Brexit, Corbyn dice sì all'ipotesi di un secondo referendum

La vicenda tormentata della Brexit si arricchisce di un nuovo tassello. Dopo l’ipotesi ventilata di rimandare l’uscita della Gran Bretagna dall’Ue addirittura al 2021, il leader laburista Jeremy Corbyn ha finalmente dato retta alla posizione del suo partito sposando l’ipotesi di un secondo referendum sulla Brexit.

Una mossa resasi necessaria per evitare una scissione interna ai laburisti, molti dei quali sono a favore di una nuova consultazione popolare.
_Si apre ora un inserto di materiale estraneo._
//! Continuation tokens for the offset and limit components.
//!
//! Wire format is a JSON object with a count field named after the component
//! and the wrapped source's own token:
//!
//! ```text
//! {"offset": 3, "sourceToken": "..."}
//! {"limit": 10, "sourceToken": null}
//! {"top": 10, "sourceToken": "..."}
//! ```
//!
//! Unknown fields are ignored on read.

use serde_json::{Map, Value};
use thiserror::Error;

use crate::errors::{QueryError, QueryResult};
use crate::observability::{log_event_with_fields, Event};

const SOURCE_TOKEN_FIELD: &str = "sourceToken";

/// Name of the count field in a token
#[derive(Debug, Clone, Copy, PartialEq, Eq)]
pub enum TokenField {
    Offset,
    Limit,
    Top,
}

impl TokenField {
    /// Returns the JSON field name
    pub fn as_str(&self) -> &'static str {
        match self {
            TokenField::Offset => "offset",
            TokenField::Limit => "limit",
            TokenField::Top => "top",
        }
    }
}

/// Why a token could not be decoded
#[derive(Debug, Error, PartialEq, Eq)]
pub enum TokenDecodeError {
    #[error("continuation token is not valid JSON: {0}")]
    Malformed(String),

    #[error("continuation token must be a JSON object")]
    NotAnObject,

    #[error("continuation token is missing '{0}'")]
    MissingField(&'static str),

    #[error("continuation token field '{0}' must be a non-negative integer")]
    InvalidCount(&'static str),

    #[error("continuation token field 'sourceToken' must be a string or null")]
    InvalidSourceToken,
}

/// Offset/limit state that survives a batch boundary
#[derive(Debug, Clone, PartialEq, Eq)]
pub struct ContinuationToken {
    /// Items still to skip (offset) or still allowed (limit)
    pub remaining: u64,
    /// Continuation of the wrapped source
    pub source_token: Option<String>,
}

impl ContinuationToken {
    pub fn new(remaining: u64, source_token: Option<String>) -> Self {
        Self {
            remaining,
            source_token,
        }
    }

    /// Serialize with `field` as the count field name
    pub fn encode(&self, field: TokenField) -> String {
        let mut map = Map::new();
        map.insert(field.as_str().to_string(), Value::from(self.remaining));
        map.insert(
            SOURCE_TOKEN_FIELD.to_string(),
            match &self.source_token {
                Some(token) => Value::String(token.clone()),
                None => Value::Null,
            },
        );
        Value::Object(map).to_string()
    }

    /// Parse a token whose count lives under `field`
    pub fn decode(raw: &str, field: TokenField) -> Result<Self, TokenDecodeError> {
        let value: Value =
            serde_json::from_str(raw).map_err(|e| TokenDecodeError::Malformed(e.to_string()))?;
        let map = value.as_object().ok_or(TokenDecodeError::NotAnObject)?;

        let remaining = map
            .get(field.as_str())
            .ok_or(TokenDecodeError::MissingField(field.as_str()))?
            .as_u64()
            .ok_or(TokenDecodeError::InvalidCount(field.as_str()))?;

        let source_token = match map.get(SOURCE_TOKEN_FIELD) {
            None | Some(Value::Null) => None,
            Some(Value::String(token)) => Some(token.clone()),
            Some(_) => return Err(TokenDecodeError::InvalidSourceToken),
        };

        Ok(Self::new(remaining, source_token))
    }

    /// Starting state for a component configured with `count`.
    ///
    /// Without a token the state is `{remaining: count}`. A token that does
    /// not decode, or whose `remaining` exceeds `count`, was issued for a
    /// different query and is rejected as a bad request.
    pub fn resume(raw: Option<&str>, field: TokenField, count: u64) -> QueryResult<Self> {
        let raw = match raw {
            Some(raw) => raw,
            None => return Ok(Self::new(count, None)),
        };

        let token = Self::decode(raw, field).map_err(|e| {
            let reason = e.to_string();
            log_event_with_fields(
                Event::ContinuationRejected,
                &[("reason", reason.as_str()), ("token", raw)],
            );
            QueryError::bad_request(format!("invalid {} continuation token: {}", field.as_str(), e))
        })?;

        if token.remaining > count {
            let remaining = token.remaining.to_string();
            let configured = count.to_string();
            log_event_with_fields(
                Event::ContinuationRejected,
                &[
                    ("configured", configured.as_str()),
                    ("field", field.as_str()),
                    ("remaining", remaining.as_str()),
                ],
            );
            return Err(QueryError::bad_request(format!(
                "continuation token {} of {} exceeds the {} of {} in the current query",
                field.as_str(),
                token.remaining,
                field.as_str(),
                count
            )));
        }

        Ok(token)
    }
}

#[cfg(test)]
mod tests {
    use super::*;
    use crate::errors::QueryErrorCode;

    #[test]
    fn test_encode_field_names() {
        let token = ContinuationToken::new(3, Some("page:2".into()));
        assert_eq!(token.encode(TokenField::Offset), r#"{"offset":3,"sourceToken":"page:2"}"#);

        let token = ContinuationToken::new(0, None);
        assert_eq!(token.encode(TokenField::Top), r#"{"sourceToken":null,"top":0}"#);
    }

    #[test]
    fn test_decode_ignores_unknown_fields() {
        let token =
            ContinuationToken::decode(r#"{"limit": 4, "sourceToken": "x", "v": 2}"#, TokenField::Limit)
                .unwrap();
        assert_eq!(token, ContinuationToken::new(4, Some("x".into())));
    }

    #[test]
    fn test_decode_rejects_bad_input() {
        assert!(matches!(
            ContinuationToken::decode("{offset", TokenField::Offset),
            Err(TokenDecodeError::Malformed(_))
        ));
        assert_eq!(
            ContinuationToken::decode("[1]", TokenField::Offset),
            Err(TokenDecodeError::NotAnObject)
        );
        assert_eq!(
            ContinuationToken::decode(r#"{"top": 1}"#, TokenField::Limit),
            Err(TokenDecodeError::MissingField("limit"))
        );
        assert_eq!(
            ContinuationToken::decode(r#"{"offset": -1}"#, TokenField::Offset),
            Err(TokenDecodeError::InvalidCount("offset"))
        );
        assert_eq!(
            ContinuationToken::decode(r#"{"offset": 1, "sourceToken": 5}"#, TokenField::Offset),
            Err(TokenDecodeError::InvalidSourceToken)
        );
    }

    #[test]
    fn test_resume_without_token() {
        let token = ContinuationToken::resume(None, TokenField::Offset, 7).unwrap();
        assert_eq!(token, ContinuationToken::new(7, None));
    }

    #[test]
    fn test_resume_rejects_tampered_count() {
        let err = ContinuationToken::resume(Some(r#"{"limit": 11}"#), TokenField::Limit, 10)
            .unwrap_err();
        assert_eq!(err.code(), QueryErrorCode::BadRequest);

        let ok = ContinuationToken::resume(Some(r#"{"limit": 10}"#), TokenField::Limit, 10).unwrap();
        assert_eq!(ok.remaining, 10);
    }

    #[test]
    fn test_resume_malformed_is_bad_request() {
        let err = ContinuationToken::resume(Some("not json"), TokenField::Top, 1).unwrap_err();
        assert_eq!(err.code(), QueryErrorCode::BadRequest);
    }
}
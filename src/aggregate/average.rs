//! AVG as a weighted average, so partial averages over batches of different
//! sizes combine exactly.

use serde_json::Value;

use crate::errors::{QueryError, QueryResult};

use super::local::LocalAggregate;
use super::{number_value, AggregateValue, Aggregator};

/// Running `{sum, count}` pair.
///
/// Counts always add. Once either side's sum is undefined the combined sum
/// stays undefined, while the count keeps accumulating.
#[derive(Debug, Clone, Copy, PartialEq)]
pub struct WeightedAverage {
    sum: Option<f64>,
    count: u64,
}

impl WeightedAverage {
    /// Creates a state from its parts
    pub fn new(sum: Option<f64>, count: u64) -> Self {
        Self { sum, count }
    }

    /// The `{sum: 0, count: 0}` starting state
    pub fn zero() -> Self {
        Self::new(Some(0.0), 0)
    }

    /// Decode the `{"sum": n?, "count": c}` wire shape. A missing or
    /// non-numeric `sum` is undefined; `count` is required.
    pub fn from_value(value: &Value) -> QueryResult<Self> {
        let map = value.as_object().ok_or_else(|| {
            QueryError::invalid_response(format!("partial average must be an object, got {}", value))
        })?;
        let count = map.get("count").and_then(Value::as_u64).ok_or_else(|| {
            QueryError::invalid_response(format!(
                "partial average needs a non-negative integer count, got {}",
                value
            ))
        })?;
        let sum = map.get("sum").and_then(Value::as_f64);
        Ok(Self::new(sum, count))
    }

    /// Fold `other` into this state. A count that overflows leaves the sum
    /// undefined.
    pub fn combine(&mut self, other: WeightedAverage) {
        let count = self.count.checked_add(other.count);
        self.count = count.unwrap_or(u64::MAX);
        self.sum = match (self.sum, other.sum, count) {
            (Some(a), Some(b), Some(_)) => Some(a + b),
            _ => None,
        };
    }

    /// Running sum, `None` once undefined
    pub fn sum(&self) -> Option<f64> {
        self.sum
    }

    /// Running count
    pub fn count(&self) -> u64 {
        self.count
    }

    /// `sum / count`, or `None` if the sum is undefined or nothing was counted
    pub fn average(&self) -> Option<f64> {
        match self.sum {
            Some(sum) if self.count > 0 => Some(sum / self.count as f64),
            _ => None,
        }
    }
}

/// AVG aggregator
#[derive(Debug)]
pub struct AverageAggregator {
    state: WeightedAverage,
}

impl AverageAggregator {
    pub fn new() -> Self {
        Self {
            state: WeightedAverage::zero(),
        }
    }
}

impl Default for AverageAggregator {
    fn default() -> Self {
        Self::new()
    }
}

impl Aggregator for AverageAggregator {
    fn aggregate(&mut self, local: LocalAggregate) {
        let partial = match local {
            LocalAggregate::PartialAverage(partial) => partial,
            LocalAggregate::Undefined
            | LocalAggregate::Scalar(_)
            | LocalAggregate::PartialMinMax { .. } => WeightedAverage::new(None, 0),
        };
        self.state.combine(partial);
    }

    fn result(&self) -> AggregateValue {
        match self.state.average() {
            Some(avg) => number_value(avg),
            None => AggregateValue::Undefined,
        }
    }
}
La procedura, secondo quanto riportato da corriere.it, prevede la presentazione, da parte dei laburisti, di un emendamento per chiedere una Brexit che mantenga la Gran Bretagna nell’unione doganale con la Ue.

Dal momento, però, che l’emendamento sarà sicuramente bocciato, il Labour porterà in aula un altro emendamento che chiede un nuovo referendum “per impedire una dannosa Brexit conservatrice”.
Resta comunque improbabile che Theresa May riesca a far approvare il suo accordo sulla Brexit entro la data fatidica del 29 marzo.  questo punto, dunque, un rinvio si renderà necessario.